Background and objectives: Facet interventions for spine pain have high failure rates, and preprocedural prediction of response is nearly impossible. A potential explanation may be aberrant central pain processing as that existing in conditions like fibromyalgia. To test this hypothesis, we conducted a retrospective study investigating the impact of having characteristics of fibromyalgia on the acute analgesic response to a first diagnostic medial branch block (MBB).
Methods: We evaluated the analgesic responses of 187 patients that underwent MBB. Patients were categorized as "fibromyalgia-positive" or "fibromyalgia-negative" using the 2011 fibromyalgia survey criteria. Preprocedural and postprocedural pain scores and patient-completed pain diaries up to 24 hours postprocedure were collected. A linear mixed model was used to study longitudinal effects of MBB on pain responses.

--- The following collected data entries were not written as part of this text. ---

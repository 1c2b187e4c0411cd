//! Runtime error types.

use thiserror::Error;

use crate::config::ConfigError;
use telex_core::ApiError;
use telex_transport::WebhookError;

/// Errors that can occur while building or running a [`TelexRuntime`](crate::TelexRuntime).
#[derive(Error, Debug)]
pub enum RuntimeError {
    /// Loading or validating the configuration failed.
    #[error("Configuration error: {0}")]
    Config(#[from] ConfigError),

    /// A Bot API call made by the runtime itself failed, or the client
    /// could not be built.
    #[error("Bot API error: {0}")]
    Api(#[from] ApiError),

    /// The webhook server failed.
    #[error("Webhook error: {0}")]
    Webhook(#[from] WebhookError),

    /// Installing the shutdown signal handlers failed.
    #[error("Failed to listen for shutdown signals: {0}")]
    Signal(std::io::Error),

    /// The Event Source task panicked.
    #[error("Event source task failed: {0}")]
    SourceTask(String),
}

/// Result type for runtime operations.
pub type RuntimeResult<T> = Result<T, RuntimeError>;
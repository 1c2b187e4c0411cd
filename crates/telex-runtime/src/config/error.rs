//! Configuration error types.

use std::path::PathBuf;

use thiserror::Error;

/// Errors raised while loading or validating a [`TelexConfig`].
///
/// [`TelexConfig`]: super::TelexConfig
#[derive(Error, Debug)]
pub enum ConfigError {
    /// An explicitly requested config file does not exist.
    #[error("Configuration file not found: {0}")]
    FileNotFound(PathBuf),

    /// The file extension has no enabled format feature.
    #[error("Unsupported configuration format: .{0}")]
    UnsupportedFormat(String),

    /// The merged providers do not fit the schema.
    #[error("Failed to extract configuration: {0}")]
    Extract(#[from] Box<figment::Error>),

    #[error("Invalid configuration: {message}")]
    ValidationError { message: String },

    #[error("Missing required configuration field: {field}")]
    MissingField { field: String },

    #[error("Invalid URL: {url} - {reason}")]
    InvalidUrl { url: String, reason: String },

    /// The webhook listen address is not `ip:port`.
    #[error("Invalid listen address: {0}")]
    InvalidListenAddress(String),
}

impl ConfigError {
    pub fn validation(message: impl Into<String>) -> Self {
        Self::ValidationError {
            message: message.into(),
        }
    }

    pub fn missing_field(field: impl Into<String>) -> Self {
        Self::MissingField {
            field: field.into(),
        }
    }

    pub fn invalid_url(url: impl Into<String>, reason: impl Into<String>) -> Self {
        Self::InvalidUrl {
            url: url.into(),
            reason: reason.into(),
        }
    }
}

pub type ConfigResult<T> = Result<T, ConfigError>;
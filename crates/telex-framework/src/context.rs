//! Per-update dispatch context.
//!
//! One [`Context`] is created for every update the dispatcher accepts. It
//! carries:
//!
//! - the update's **cancellation token**, a child of the dispatcher's token,
//!   so stopping the dispatcher cancels every in-flight update while
//!   cancelling one update affects only that update;
//! - the **bot** handle, for outbound API calls;
//! - a **state map** shared by every link of the update's chain, so a
//!   middleware can leave data for the handler;
//! - the resolved **chain** and a cursor into it, which is what makes
//!   [`Context::next`] work.
//!
//! ```text
//!   chain:  [ mw_outer, mw_inner, handler ]
//!              ▲ cursor=1 in the ctx mw_outer receives
//!
//!   mw_outer ──next()──▶ mw_inner ──next()──▶ handler ──next()──▶ Ok(())
//! ```
//!
//! Cloning a `Context` is cheap; all clones share the token, the bot and the
//! state map.

use std::any::{Any, TypeId};
use std::collections::HashMap;
use std::fmt;
use std::sync::Arc;

use parking_lot::Mutex;
use tokio_util::sync::{CancellationToken, WaitForCancellationFuture};

use telex_core::{BoxedBot, Update};

use crate::error::{HandlerError, HandlerResult};
use crate::handler::BoxedHandler;

type StateMap = HashMap<TypeId, Box<dyn Any + Send + Sync>>;

/// Data shared by all clones of one update's context.
struct Shared {
    token: CancellationToken,
    bot: BoxedBot,
    update_id: i64,
    state: Mutex<StateMap>,
}

/// The context handed to every handler and middleware.
#[derive(Clone)]
pub struct Context {
    shared: Arc<Shared>,
    chain: Arc<[BoxedHandler]>,
    /// Index of the link [`Context::next`] will run.
    cursor: usize,
}

impl Context {
    /// Creates a context with an empty chain.
    ///
    /// The dispatcher builds one per update; constructing one by hand is
    /// mostly useful for testing handlers in isolation.
    pub fn new(bot: BoxedBot, update_id: i64, token: CancellationToken) -> Self {
        Self {
            shared: Arc::new(Shared {
                token,
                bot,
                update_id,
                state: Mutex::new(HashMap::new()),
            }),
            chain: Arc::from(Vec::new()),
            cursor: 0,
        }
    }

    /// Returns a context over `chain`, positioned at its first link.
    pub(crate) fn with_chain(&self, chain: Arc<[BoxedHandler]>) -> Self {
        Self {
            shared: Arc::clone(&self.shared),
            chain,
            cursor: 0,
        }
    }

    // ─── Chain continuation ──────────────────────────────────────────────────

    /// Hands `update` to the next link of the chain and returns its result.
    ///
    /// The link receives a context whose cursor points one further, so its
    /// own `next` continues from there. Calling `next` from the last link
    /// returns `Ok(())`. If the update has been cancelled the next link is
    /// not started and [`HandlerError::Cancelled`] is returned.
    pub async fn next(&self, update: Update) -> HandlerResult {
        if self.is_cancelled() {
            return Err(HandlerError::Cancelled.into());
        }
        let Some(link) = self.chain.get(self.cursor) else {
            return Ok(());
        };
        let ctx = Self {
            shared: Arc::clone(&self.shared),
            chain: Arc::clone(&self.chain),
            cursor: self.cursor + 1,
        };
        link.call(ctx, update).await
    }

    /// Number of links left to run after the current one.
    pub fn remaining(&self) -> usize {
        self.chain.len().saturating_sub(self.cursor)
    }

    // ─── Cancellation ────────────────────────────────────────────────────────

    /// Returns this update's cancellation token.
    pub fn token(&self) -> &CancellationToken {
        &self.shared.token
    }

    /// Returns `true` once the update has been cancelled.
    pub fn is_cancelled(&self) -> bool {
        self.shared.token.is_cancelled()
    }

    /// Completes when the update is cancelled.
    ///
    /// Long-running handlers should select on this.
    pub fn cancelled(&self) -> WaitForCancellationFuture<'_> {
        self.shared.token.cancelled()
    }

    /// Cancels this update only. Other updates and the dispatcher are
    /// unaffected.
    pub fn cancel(&self) {
        self.shared.token.cancel();
    }

    // ─── Accessors ───────────────────────────────────────────────────────────

    /// Returns the bot the update arrived on.
    pub fn bot(&self) -> &BoxedBot {
        &self.shared.bot
    }

    /// Returns the id of the update being dispatched.
    pub fn update_id(&self) -> i64 {
        self.shared.update_id
    }

    // ─── State ───────────────────────────────────────────────────────────────

    /// Stores a value in the update's state map, replacing any value of the
    /// same type.
    pub fn set_state<T: Send + Sync + 'static>(&self, value: T) {
        self.shared
            .state
            .lock()
            .insert(TypeId::of::<T>(), Box::new(value));
    }

    /// Returns a clone of the stored value of type `T`.
    pub fn get_state<T: Clone + 'static>(&self) -> Option<T> {
        self.shared
            .state
            .lock()
            .get(&TypeId::of::<T>())
            .and_then(|v| v.downcast_ref::<T>())
            .cloned()
    }

    /// Returns `true` if a value of type `T` is stored.
    pub fn has_state<T: 'static>(&self) -> bool {
        self.shared.state.lock().contains_key(&TypeId::of::<T>())
    }

    /// Removes and returns the stored value of type `T`.
    pub fn take_state<T: 'static>(&self) -> Option<T> {
        self.shared
            .state
            .lock()
            .remove(&TypeId::of::<T>())
            .and_then(|v| v.downcast::<T>().ok())
            .map(|v| *v)
    }
}

impl fmt::Debug for Context {
    fn fmt(&self, f: &mut fmt::Formatter<'_>) -> fmt::Result {
        f.debug_struct("Context")
            .field("update_id", &self.shared.update_id)
            .field("cursor", &self.cursor)
            .field("chain_len", &self.chain.len())
            .field("cancelled", &self.is_cancelled())
            .finish_non_exhaustive()
    }
}

#[cfg(test)]
mod tests {
    use super::*;
    use tokio_test::{assert_err, assert_ok};

    use crate::handler::into_handler;
    use crate::test_util::{noop_bot, text_update};

    fn context() -> Context {
        Context::new(noop_bot(), 1, CancellationToken::new())
    }

    #[tokio::test]
    async fn test_next_past_end_is_ok() {
        let ctx = context();
        assert_ok!(ctx.next(text_update(1, "hi")).await);
    }

    #[tokio::test]
    async fn test_next_passes_mutated_update() {
        let upper = into_handler(|ctx: Context, mut update: Update| async move {
            if let Some(msg) = update.message.as_mut() {
                msg.text = msg.text.as_ref().map(|t| t.to_uppercase());
            }
            ctx.next(update).await
        });
        let record = into_handler(|ctx: Context, update: Update| async move {
            let text = update.message.and_then(|m| m.text).unwrap_or_default();
            ctx.set_state(text);
            Ok(())
        });

        let root = context();
        let ctx = root.with_chain(Arc::from(vec![upper, record]));
        ctx.next(text_update(1, "hi")).await.unwrap();

        assert_eq!(root.get_state::<String>().as_deref(), Some("HI"));
    }

    #[tokio::test]
    async fn test_next_after_cancel() {
        let called = into_handler(|ctx: Context, _update: Update| async move {
            ctx.set_state(true);
            Ok(())
        });
        let root = context();
        let ctx = root.with_chain(Arc::from(vec![called]));

        root.cancel();
        let err = assert_err!(ctx.next(text_update(1, "hi")).await);

        assert!(HandlerError::is_cancelled(&err));
        assert!(!root.has_state::<bool>());
    }

    #[tokio::test]
    async fn test_child_token_follows_parent() {
        let parent = CancellationToken::new();
        let ctx = Context::new(noop_bot(), 7, parent.child_token());
        assert!(!ctx.is_cancelled());

        parent.cancel();
        ctx.cancelled().await;
        assert!(ctx.is_cancelled());
    }

    #[test]
    fn test_state_roundtrip() {
        let ctx = context();
        assert!(!ctx.has_state::<u32>());

        ctx.set_state(5_u32);
        assert_eq!(ctx.get_state::<u32>(), Some(5));
        assert_eq!(ctx.clone().take_state::<u32>(), Some(5));
        assert!(!ctx.has_state::<u32>());
    }
}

Results: Fibromyalgia-positive patients had a worse preprocedural pain phenotype (ie, greater pain severity, higher levels of depressive and anxiety symptoms, reduced function). Binary categorization of fibromyalgia status was not associated with a difference in immediate postprocedural pain relief; however, the longitudinal analgesic response across time varied significantly between groups (P = 0.0005). Fibromyalgia-negative subjects showed the expected steep decline in pain scores, followed by gradual return to baseline, whereas a more aberrant pattern was noted in the fibromyalgia-positive group. Pain scores for fibromyalgia-negative patients were also lower by -1.07 (SE = 0.37) on average after the MBB (P = 0.005).
Conclusions: Characteristics of fibromyalgia may indicate pain that is more centralized in nature, a factor that may explain the aberrant analgesic response to this peripheral intervention. This may have implications for future prediction of treatment response, although prospective studies are needed.